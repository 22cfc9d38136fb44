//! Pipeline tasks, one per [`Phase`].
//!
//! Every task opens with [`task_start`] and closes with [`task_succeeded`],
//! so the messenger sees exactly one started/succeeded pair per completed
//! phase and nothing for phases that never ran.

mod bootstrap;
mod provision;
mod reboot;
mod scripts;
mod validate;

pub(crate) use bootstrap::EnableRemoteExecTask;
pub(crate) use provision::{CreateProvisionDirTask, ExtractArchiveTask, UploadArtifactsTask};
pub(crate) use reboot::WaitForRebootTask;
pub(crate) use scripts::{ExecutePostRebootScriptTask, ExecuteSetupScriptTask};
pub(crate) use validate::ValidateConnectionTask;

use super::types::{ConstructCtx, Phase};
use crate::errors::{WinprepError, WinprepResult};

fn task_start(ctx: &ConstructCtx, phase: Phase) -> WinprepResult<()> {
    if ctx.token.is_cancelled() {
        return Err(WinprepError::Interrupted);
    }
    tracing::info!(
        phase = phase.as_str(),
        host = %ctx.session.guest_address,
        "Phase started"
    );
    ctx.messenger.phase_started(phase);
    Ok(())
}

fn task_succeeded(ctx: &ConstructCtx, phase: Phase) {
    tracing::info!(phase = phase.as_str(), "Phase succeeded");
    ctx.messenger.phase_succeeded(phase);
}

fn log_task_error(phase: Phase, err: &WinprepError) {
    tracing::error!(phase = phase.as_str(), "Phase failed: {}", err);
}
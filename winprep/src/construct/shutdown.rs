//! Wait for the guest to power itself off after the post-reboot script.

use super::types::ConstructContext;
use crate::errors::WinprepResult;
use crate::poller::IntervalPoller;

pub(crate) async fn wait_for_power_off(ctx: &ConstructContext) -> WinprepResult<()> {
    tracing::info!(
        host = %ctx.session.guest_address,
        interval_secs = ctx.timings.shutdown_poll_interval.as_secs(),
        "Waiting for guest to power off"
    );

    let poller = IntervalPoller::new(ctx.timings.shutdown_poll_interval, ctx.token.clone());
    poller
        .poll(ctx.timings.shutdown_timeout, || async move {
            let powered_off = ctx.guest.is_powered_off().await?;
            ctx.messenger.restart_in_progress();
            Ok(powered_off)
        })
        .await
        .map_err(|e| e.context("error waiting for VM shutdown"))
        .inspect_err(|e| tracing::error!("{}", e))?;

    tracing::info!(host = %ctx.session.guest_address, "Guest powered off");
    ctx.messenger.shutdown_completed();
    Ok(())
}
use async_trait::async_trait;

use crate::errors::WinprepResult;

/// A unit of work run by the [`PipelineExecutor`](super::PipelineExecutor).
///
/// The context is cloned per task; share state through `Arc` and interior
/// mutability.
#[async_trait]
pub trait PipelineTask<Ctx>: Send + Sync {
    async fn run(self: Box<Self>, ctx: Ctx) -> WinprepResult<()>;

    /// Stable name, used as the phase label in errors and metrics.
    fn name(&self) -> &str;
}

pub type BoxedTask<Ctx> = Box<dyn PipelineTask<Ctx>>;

——

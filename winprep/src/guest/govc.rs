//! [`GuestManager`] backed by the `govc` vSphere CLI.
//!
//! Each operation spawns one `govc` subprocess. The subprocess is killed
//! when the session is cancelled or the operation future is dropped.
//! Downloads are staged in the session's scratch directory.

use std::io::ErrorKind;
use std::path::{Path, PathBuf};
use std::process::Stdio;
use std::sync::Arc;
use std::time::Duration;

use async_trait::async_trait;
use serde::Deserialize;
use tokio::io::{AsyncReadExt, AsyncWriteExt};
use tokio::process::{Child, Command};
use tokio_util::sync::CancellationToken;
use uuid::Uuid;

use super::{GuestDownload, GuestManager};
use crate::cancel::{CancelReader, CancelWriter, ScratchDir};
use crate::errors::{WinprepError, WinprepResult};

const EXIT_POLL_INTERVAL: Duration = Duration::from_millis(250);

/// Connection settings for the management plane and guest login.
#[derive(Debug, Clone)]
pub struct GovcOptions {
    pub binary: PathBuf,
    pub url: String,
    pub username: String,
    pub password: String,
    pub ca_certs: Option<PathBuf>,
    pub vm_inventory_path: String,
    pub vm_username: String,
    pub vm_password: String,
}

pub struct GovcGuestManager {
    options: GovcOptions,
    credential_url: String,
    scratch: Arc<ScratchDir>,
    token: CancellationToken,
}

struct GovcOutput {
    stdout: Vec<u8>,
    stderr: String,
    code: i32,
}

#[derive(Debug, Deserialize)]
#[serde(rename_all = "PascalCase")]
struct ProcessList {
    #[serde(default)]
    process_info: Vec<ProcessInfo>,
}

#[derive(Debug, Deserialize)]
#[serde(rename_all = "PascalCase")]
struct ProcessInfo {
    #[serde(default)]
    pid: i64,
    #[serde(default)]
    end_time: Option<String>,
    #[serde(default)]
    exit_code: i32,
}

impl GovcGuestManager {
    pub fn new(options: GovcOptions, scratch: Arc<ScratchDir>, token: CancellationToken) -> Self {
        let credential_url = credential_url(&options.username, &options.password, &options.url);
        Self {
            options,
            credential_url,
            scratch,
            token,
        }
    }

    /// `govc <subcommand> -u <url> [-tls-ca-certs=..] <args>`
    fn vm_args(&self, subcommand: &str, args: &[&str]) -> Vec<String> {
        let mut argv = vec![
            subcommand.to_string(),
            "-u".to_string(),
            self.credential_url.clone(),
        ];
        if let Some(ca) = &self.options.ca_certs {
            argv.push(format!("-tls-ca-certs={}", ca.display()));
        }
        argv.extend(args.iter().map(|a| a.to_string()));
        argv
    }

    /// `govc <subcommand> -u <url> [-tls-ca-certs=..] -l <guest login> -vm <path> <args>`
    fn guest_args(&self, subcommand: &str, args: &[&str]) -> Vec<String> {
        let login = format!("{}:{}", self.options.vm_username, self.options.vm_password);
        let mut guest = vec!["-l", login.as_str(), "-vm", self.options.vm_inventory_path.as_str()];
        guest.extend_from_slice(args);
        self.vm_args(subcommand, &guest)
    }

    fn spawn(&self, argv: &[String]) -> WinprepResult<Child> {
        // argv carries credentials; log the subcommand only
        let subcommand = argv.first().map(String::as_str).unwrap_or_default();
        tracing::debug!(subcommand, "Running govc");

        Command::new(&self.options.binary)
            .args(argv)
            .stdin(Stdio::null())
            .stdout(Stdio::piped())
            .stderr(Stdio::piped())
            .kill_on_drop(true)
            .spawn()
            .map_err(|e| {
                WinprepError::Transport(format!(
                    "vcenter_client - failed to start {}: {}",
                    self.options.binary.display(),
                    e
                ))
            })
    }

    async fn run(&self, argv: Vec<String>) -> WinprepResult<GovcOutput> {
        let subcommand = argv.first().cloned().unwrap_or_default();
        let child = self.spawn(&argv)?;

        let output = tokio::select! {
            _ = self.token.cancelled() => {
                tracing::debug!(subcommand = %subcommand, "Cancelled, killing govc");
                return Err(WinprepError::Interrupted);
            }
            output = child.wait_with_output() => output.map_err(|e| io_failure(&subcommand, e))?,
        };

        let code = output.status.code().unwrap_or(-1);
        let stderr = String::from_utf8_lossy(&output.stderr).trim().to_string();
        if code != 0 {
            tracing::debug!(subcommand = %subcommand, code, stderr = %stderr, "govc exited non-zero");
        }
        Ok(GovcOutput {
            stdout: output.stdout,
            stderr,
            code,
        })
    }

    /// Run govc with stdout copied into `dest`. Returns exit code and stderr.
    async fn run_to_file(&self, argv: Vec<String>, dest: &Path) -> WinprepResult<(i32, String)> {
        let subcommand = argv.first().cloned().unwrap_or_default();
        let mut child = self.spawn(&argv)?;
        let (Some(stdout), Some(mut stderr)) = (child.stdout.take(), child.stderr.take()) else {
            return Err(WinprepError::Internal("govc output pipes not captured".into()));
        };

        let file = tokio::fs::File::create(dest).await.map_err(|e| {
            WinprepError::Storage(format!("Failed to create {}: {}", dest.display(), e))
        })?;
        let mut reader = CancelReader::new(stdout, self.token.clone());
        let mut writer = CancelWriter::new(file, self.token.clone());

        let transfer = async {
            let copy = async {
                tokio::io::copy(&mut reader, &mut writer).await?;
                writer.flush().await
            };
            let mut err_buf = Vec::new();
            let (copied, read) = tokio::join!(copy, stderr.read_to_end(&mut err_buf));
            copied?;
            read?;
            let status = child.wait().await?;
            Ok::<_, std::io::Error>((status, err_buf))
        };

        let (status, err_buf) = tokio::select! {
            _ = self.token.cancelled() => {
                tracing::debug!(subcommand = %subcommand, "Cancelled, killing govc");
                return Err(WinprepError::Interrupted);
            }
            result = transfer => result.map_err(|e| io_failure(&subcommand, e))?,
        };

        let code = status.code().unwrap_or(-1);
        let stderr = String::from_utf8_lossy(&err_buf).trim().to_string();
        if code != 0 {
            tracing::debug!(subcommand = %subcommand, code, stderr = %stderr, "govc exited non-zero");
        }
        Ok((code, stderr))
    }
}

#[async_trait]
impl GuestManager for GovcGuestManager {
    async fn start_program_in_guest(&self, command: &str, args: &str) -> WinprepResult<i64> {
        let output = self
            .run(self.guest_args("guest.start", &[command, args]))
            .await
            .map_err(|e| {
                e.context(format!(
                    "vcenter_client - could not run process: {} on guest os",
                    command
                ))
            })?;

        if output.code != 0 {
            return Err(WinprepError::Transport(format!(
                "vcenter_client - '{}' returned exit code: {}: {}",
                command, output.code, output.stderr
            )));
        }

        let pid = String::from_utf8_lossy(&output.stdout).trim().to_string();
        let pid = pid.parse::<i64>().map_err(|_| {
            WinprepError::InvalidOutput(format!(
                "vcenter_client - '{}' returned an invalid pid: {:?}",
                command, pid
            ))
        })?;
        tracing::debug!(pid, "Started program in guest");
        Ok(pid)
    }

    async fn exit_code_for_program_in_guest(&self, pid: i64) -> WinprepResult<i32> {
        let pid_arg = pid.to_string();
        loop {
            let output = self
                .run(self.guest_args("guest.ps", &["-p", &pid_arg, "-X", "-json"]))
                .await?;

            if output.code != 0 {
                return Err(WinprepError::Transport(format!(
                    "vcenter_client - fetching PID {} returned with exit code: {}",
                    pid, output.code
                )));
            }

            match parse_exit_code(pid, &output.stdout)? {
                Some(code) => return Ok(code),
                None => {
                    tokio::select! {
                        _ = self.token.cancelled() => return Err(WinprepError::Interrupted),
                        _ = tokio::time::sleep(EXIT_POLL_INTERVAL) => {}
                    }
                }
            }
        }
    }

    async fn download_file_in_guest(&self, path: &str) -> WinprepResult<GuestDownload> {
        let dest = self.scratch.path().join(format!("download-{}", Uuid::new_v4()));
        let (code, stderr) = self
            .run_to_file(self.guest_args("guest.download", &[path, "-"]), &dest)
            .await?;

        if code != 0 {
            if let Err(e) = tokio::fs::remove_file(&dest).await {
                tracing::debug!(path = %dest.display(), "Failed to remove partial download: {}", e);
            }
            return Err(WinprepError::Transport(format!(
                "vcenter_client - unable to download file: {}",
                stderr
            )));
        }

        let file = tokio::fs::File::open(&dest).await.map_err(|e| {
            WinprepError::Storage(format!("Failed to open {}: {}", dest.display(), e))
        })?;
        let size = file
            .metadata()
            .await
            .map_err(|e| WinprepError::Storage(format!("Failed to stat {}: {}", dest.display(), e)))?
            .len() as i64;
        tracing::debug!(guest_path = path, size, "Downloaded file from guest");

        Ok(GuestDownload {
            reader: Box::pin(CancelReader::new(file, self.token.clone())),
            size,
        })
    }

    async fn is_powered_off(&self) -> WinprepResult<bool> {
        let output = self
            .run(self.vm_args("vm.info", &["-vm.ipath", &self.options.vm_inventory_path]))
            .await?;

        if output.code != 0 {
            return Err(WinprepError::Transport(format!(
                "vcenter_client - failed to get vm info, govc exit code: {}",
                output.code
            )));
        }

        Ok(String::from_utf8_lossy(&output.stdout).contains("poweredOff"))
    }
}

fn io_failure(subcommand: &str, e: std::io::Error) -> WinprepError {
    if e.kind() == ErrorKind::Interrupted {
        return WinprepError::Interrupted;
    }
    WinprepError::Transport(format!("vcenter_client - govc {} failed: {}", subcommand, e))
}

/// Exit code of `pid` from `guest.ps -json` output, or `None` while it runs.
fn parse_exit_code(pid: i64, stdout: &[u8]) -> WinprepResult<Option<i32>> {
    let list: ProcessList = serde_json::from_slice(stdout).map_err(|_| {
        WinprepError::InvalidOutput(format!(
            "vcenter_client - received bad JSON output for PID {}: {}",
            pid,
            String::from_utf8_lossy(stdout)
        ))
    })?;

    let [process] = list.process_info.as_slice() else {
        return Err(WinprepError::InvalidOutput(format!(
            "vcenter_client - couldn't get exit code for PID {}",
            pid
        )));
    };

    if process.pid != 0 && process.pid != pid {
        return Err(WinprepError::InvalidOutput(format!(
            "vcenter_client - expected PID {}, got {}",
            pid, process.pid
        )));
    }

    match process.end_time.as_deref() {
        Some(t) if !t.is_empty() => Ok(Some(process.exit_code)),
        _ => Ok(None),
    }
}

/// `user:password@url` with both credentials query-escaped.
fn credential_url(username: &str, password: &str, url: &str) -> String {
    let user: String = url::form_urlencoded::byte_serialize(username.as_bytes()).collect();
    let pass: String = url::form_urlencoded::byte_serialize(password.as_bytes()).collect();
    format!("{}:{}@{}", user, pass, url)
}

——

Copy out only the lines above from the one with "async fn run(&self, argv: Vec<String>)" to the one with "let (status, err_buf)", inclusive, exactly as they stand.

    async fn run(&self, argv: Vec<String>) -> WinprepResult<GovcOutput> {
        let subcommand = argv.first().cloned().unwrap_or_default();
        let child = self.spawn(&argv)?;

        let output = tokio::select! {
            _ = self.token.cancelled() => {
                tracing::debug!(subcommand = %subcommand, "Cancelled, killing govc");
                return Err(WinprepError::Interrupted);
            }
            output = child.wait_with_output() => output.map_err(|e| io_failure(&subcommand, e))?,
        };

        let code = output.status.code().unwrap_or(-1);
        let stderr = String::from_utf8_lossy(&output.stderr).trim().to_string();
        if code != 0 {
            tracing::debug!(subcommand = %subcommand, code, stderr = %stderr, "govc exited non-zero");
        }
        Ok(GovcOutput {
            stdout: output.stdout,
            stderr,
            code,
        })
    }

    /// Run govc with stdout copied into `dest`. Returns exit code and stderr.
    async fn run_to_file(&self, argv: Vec<String>, dest: &Path) -> WinprepResult<(i32, String)> {
        let subcommand = argv.first().cloned().unwrap_or_default();
        let mut child = self.spawn(&argv)?;
        let (Some(stdout), Some(mut stderr)) = (child.stdout.take(), child.stderr.take()) else {
            return Err(WinprepError::Internal("govc output pipes not captured".into()));
        };

        let file = tokio::fs::File::create(dest).await.map_err(|e| {
            WinprepError::Storage(format!("Failed to create {}: {}", dest.display(), e))
        })?;
        let mut reader = CancelReader::new(stdout, self.token.clone());
        let mut writer = CancelWriter::new(file, self.token.clone());

        let transfer = async {
            let copy = async {
                tokio::io::copy(&mut reader, &mut writer).await?;
                writer.flush().await
            };
            let mut err_buf = Vec::new();
            let (copied, read) = tokio::join!(copy, stderr.read_to_end(&mut err_buf));
            copied?;
            read?;
            let status = child.wait().await?;
            Ok::<_, std::io::Error>((status, err_buf))
        };

        let (status, err_buf) = tokio::select! {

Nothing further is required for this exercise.